By MARK THOMPSON Thursday, Apr. 02, 2009
When Army Staff Sergeant Amanda Henderson ran into Staff Sergeant Larry
Flores in their Texas recruiting station last August, she was shocked by the dark
circles under his eyes and his ragged appearance. "Are you O.K.?" she asked the
normally squared-away soldier.
"Sergeant Henderson, I am just really tired," he replied. "I had such a bad,
long week, it was ridiculous."
The previous Saturday, Flores' commanders had berated him for poor
performance. He had worked every day since from 6:30 a.m. to 10 p.m., trying to persuade
the youth of Nacogdoches to wear Army green.
"But I'm O.K.," he told her.
No, he wasn't. Later that night, Flores hanged himself in his garage with an
extension cord.
Henderson and her husband Patrick, both Army recruiters, were stunned. "I'll
never forget sitting there at Sergeant Flores' memorial service with my
husband and seeing his wife crying," Amanda recalls. "I remember looking over at
Patrick and going, 'Why did he do this to her? Why did he do this to his
children?' "
Patrick didn't say anything, and Amanda now says Flores' suicide "triggered"

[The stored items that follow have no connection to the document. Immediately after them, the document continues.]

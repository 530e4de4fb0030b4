//! Drivecast Core - range-preserving media relay for cloud drive files
//!
//! This crate provides the building blocks of the relay: configuration,
//! share-link identifier extraction, the upstream drive provider seam, and
//! the stateless streaming relay that translates upstream responses into
//! seekable progressive streams.

pub mod config;
pub mod identifier;
pub mod mode;
pub mod provider;
pub mod relay;
pub mod tracing_setup;

// Re-export main types for convenient access
pub use config::DrivecastConfig;
pub use identifier::{FileId, extract_file_id};
pub use mode::RuntimeMode;
pub use provider::{DriveProvider, HttpDriveProvider, ProviderError, SimulatedDrive};
pub use relay::{RelayError, RelayRequest, RelayResponse, StreamRelay};

/// Errors that can bubble up from process-level drivecast operations.
///
/// Per-request failures are [`RelayError`]s and are answered over HTTP;
/// these are the failures that stop the process from serving at all.
#[derive(Debug, thiserror::Error)]
pub enum DrivecastError {
    #[error("Provider error: {0}")]
    Provider(#[from] ProviderError),

    #[error("I/O error: {0}")]
    Io(#[from] std::io::Error),
}

pub type Result<T> = std::result::Result<T, DrivecastError>;

/// Builds the relay for the given mode.
///
/// Production talks to `config.provider.base_url`; development serves the
/// seeded simulated drive and accepts any key.
///
/// # Errors
///
/// - `DrivecastError::Provider` - If the HTTP provider cannot be constructed
pub fn build_relay(config: &DrivecastConfig, mode: RuntimeMode) -> Result<StreamRelay> {
    match mode {
        RuntimeMode::Production => {
            let provider = HttpDriveProvider::new(&config.provider, &config.network)?;
            Ok(StreamRelay::new(
                config.provider.clone(),
                std::sync::Arc::new(provider),
            ))
        }
        RuntimeMode::Development => {
            let mut provider_config = config.provider.clone();
            if provider_config.credential().is_none() {
                provider_config.api_key = Some("development".to_string());
            }
            Ok(StreamRelay::new(
                provider_config,
                std::sync::Arc::new(SimulatedDrive::demo()),
            ))
        }
    }
}
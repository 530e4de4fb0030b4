//! Relay error taxonomy and its HTTP mapping.

use axum::Json;
use axum::http::StatusCode;
use axum::response::{IntoResponse, Response};
use thiserror::Error;

/// Every way a relay request can fail before its body starts streaming.
#[derive(Debug, Error)]
pub enum RelayError {
    /// No `id` query parameter, or nothing left after extraction.
    #[error("Missing id")]
    MissingIdentifier,

    /// Identifier contains characters outside `[A-Za-z0-9_-]`.
    #[error("Invalid id: {id}")]
    InvalidIdentifier { id: String },

    /// No provider credential in the deployment configuration.
    #[error("GOOGLE_API_KEY not configured")]
    MisconfiguredCredential,

    /// Metadata lookup answered non-2xx.
    #[error("File not found: {body}")]
    UpstreamNotFound {
        /// Upstream status, passed through to the client
        status: u16,
        /// Upstream error text
        body: String,
    },

    /// Media fetch answered non-2xx.
    #[error("Download failed: {body}")]
    UpstreamFetchFailed {
        /// Upstream status, passed through to the client
        status: u16,
        /// Upstream error text
        body: String,
    },

    /// Upstream could not be reached or answered with something unusable.
    /// Answered as a 500, like any other failure inside the relay.
    #[error("Upstream unavailable: {reason}")]
    UpstreamUnavailable { reason: String },

    /// Upstream body failed before any byte was sent to the client.
    #[error("Stream interrupted: {reason}")]
    StreamInterrupted { reason: String },
}

impl RelayError {
    /// HTTP status the client receives for this error.
    pub fn status_code(&self) -> StatusCode {
        match self {
            RelayError::MissingIdentifier | RelayError::InvalidIdentifier { .. } => {
                StatusCode::BAD_REQUEST
            }
            RelayError::MisconfiguredCredential
            | RelayError::UpstreamUnavailable { .. }
            | RelayError::StreamInterrupted { .. } => StatusCode::INTERNAL_SERVER_ERROR,
            RelayError::UpstreamNotFound { status, .. }
            | RelayError::UpstreamFetchFailed { status, .. } => passthrough_status(*status),
        }
    }

    /// Checks if the caller can fix this by changing the request.
    pub fn is_client_error(&self) -> bool {
        matches!(
            self,
            RelayError::MissingIdentifier | RelayError::InvalidIdentifier { .. }
        )
    }
}

/// Upstream status as an outward status; values that are not valid HTTP
/// error statuses collapse to 502.
fn passthrough_status(status: u16) -> StatusCode {
    StatusCode::from_u16(status)
        .ok()
        .filter(|code| code.is_client_error() || code.is_server_error())
        .unwrap_or(StatusCode::BAD_GATEWAY)
}

impl IntoResponse for RelayError {
    fn into_response(self) -> Response {
        let status = self.status_code();
        match self {
            RelayError::MissingIdentifier
            | RelayError::InvalidIdentifier { .. }
            | RelayError::MisconfiguredCredential => (status, self.to_string()).into_response(),
            _ => (
                status,
                Json(serde_json::json!({ "error": self.to_string() })),
            )
                .into_response(),
        }
    }
}
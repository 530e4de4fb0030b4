//! CLI command implementations

use anyhow::Context;
use clap::Subcommand;
use drivecast_core::config::DrivecastConfig;
use drivecast_core::{FileId, RuntimeMode, extract_file_id};
use tracing::info;

/// Available CLI commands
#[derive(Subcommand)]
pub enum Commands {
    /// Start the relay server
    Server {
        /// Host to bind to (overrides DRIVECAST_HOST)
        #[arg(long)]
        host: Option<String>,
        /// Port to bind to (overrides DRIVECAST_PORT)
        #[arg(short, long)]
        port: Option<u16>,
        /// Serve the built-in simulated drive instead of the real provider
        #[arg(long)]
        demo: bool,
    },
    /// Print the file id the relay would use for a share link or raw id
    Extract {
        /// Share link or file id
        input: String,
    },
}

/// Handle the CLI command
///
/// # Errors
/// Returns appropriate error based on the command that fails
pub async fn handle_command(command: Commands) -> anyhow::Result<()> {
    match command {
        Commands::Server { host, port, demo } => start_server(host, port, demo).await,
        Commands::Extract { input } => extract(&input),
    }
}

/// Start the relay server
///
/// Configuration comes from `.env.local`, `.env`, and the process environment;
/// flags override the bind address.
///
/// # Errors
/// - Provider construction failed (bad provider base URL)
/// - The listener could not bind or the server stopped with an I/O error
pub async fn start_server(host: Option<String>, port: Option<u16>, demo: bool) -> anyhow::Result<()> {
    DrivecastConfig::load_dotenv();
    let mut config = DrivecastConfig::from_env();
    apply_overrides(&mut config, host, port);

    let mode = if demo {
        RuntimeMode::Development
    } else {
        RuntimeMode::Production
    };

    info!("Binding relay to {}", config.server.bind_address());
    drivecast_web::run_server(config, mode)
        .await
        .context("relay server failed")
}

fn apply_overrides(config: &mut DrivecastConfig, host: Option<String>, port: Option<u16>) {
    if let Some(host) = host {
        config.server.host = host;
    }
    if let Some(port) = port {
        config.server.port = port;
    }
}

/// Print the extracted file id, or why the relay would reject it
///
/// # Errors
/// - The input yields no id or an id with disallowed characters
fn extract(input: &str) -> anyhow::Result<()> {
    let candidate = extract_file_id(input);
    let id = FileId::parse(input).with_context(|| format!("cannot use '{candidate}' as a file id"))?;
    println!("{id}");
    Ok(())
}
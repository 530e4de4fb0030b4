//! HTTP request handlers organized by functionality

pub mod health;
pub mod range;
pub mod stream;

// Re-export handler functions
pub use health::{HealthStatus, health};
pub use range::extract_range_header;
pub use stream::{StreamQuery, stream_file};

something in her husband. Six weeks later, Patrick hanged himself with a dog
chain in their backyard shed.
The wars in Iraq and Afghanistan are now the longest waged by an
all-volunteer force in U.S. history. Even as soldiers rotate back into the field for
multiple and extended tours, the Army requires a constant supply of new recruits.
But the patriotic fervor that led so many to sign up after 9/11 is now eight
years past. That leaves recruiters with perhaps the toughest, if not the most
dangerous, job in the Army.
Last year alone, the number of recruiters who killed themselves was triple
the overall Army rate.
Like posttraumatic stress disorder and traumatic brain injury, recruiter
suicides are a hidden cost of the nation's wars.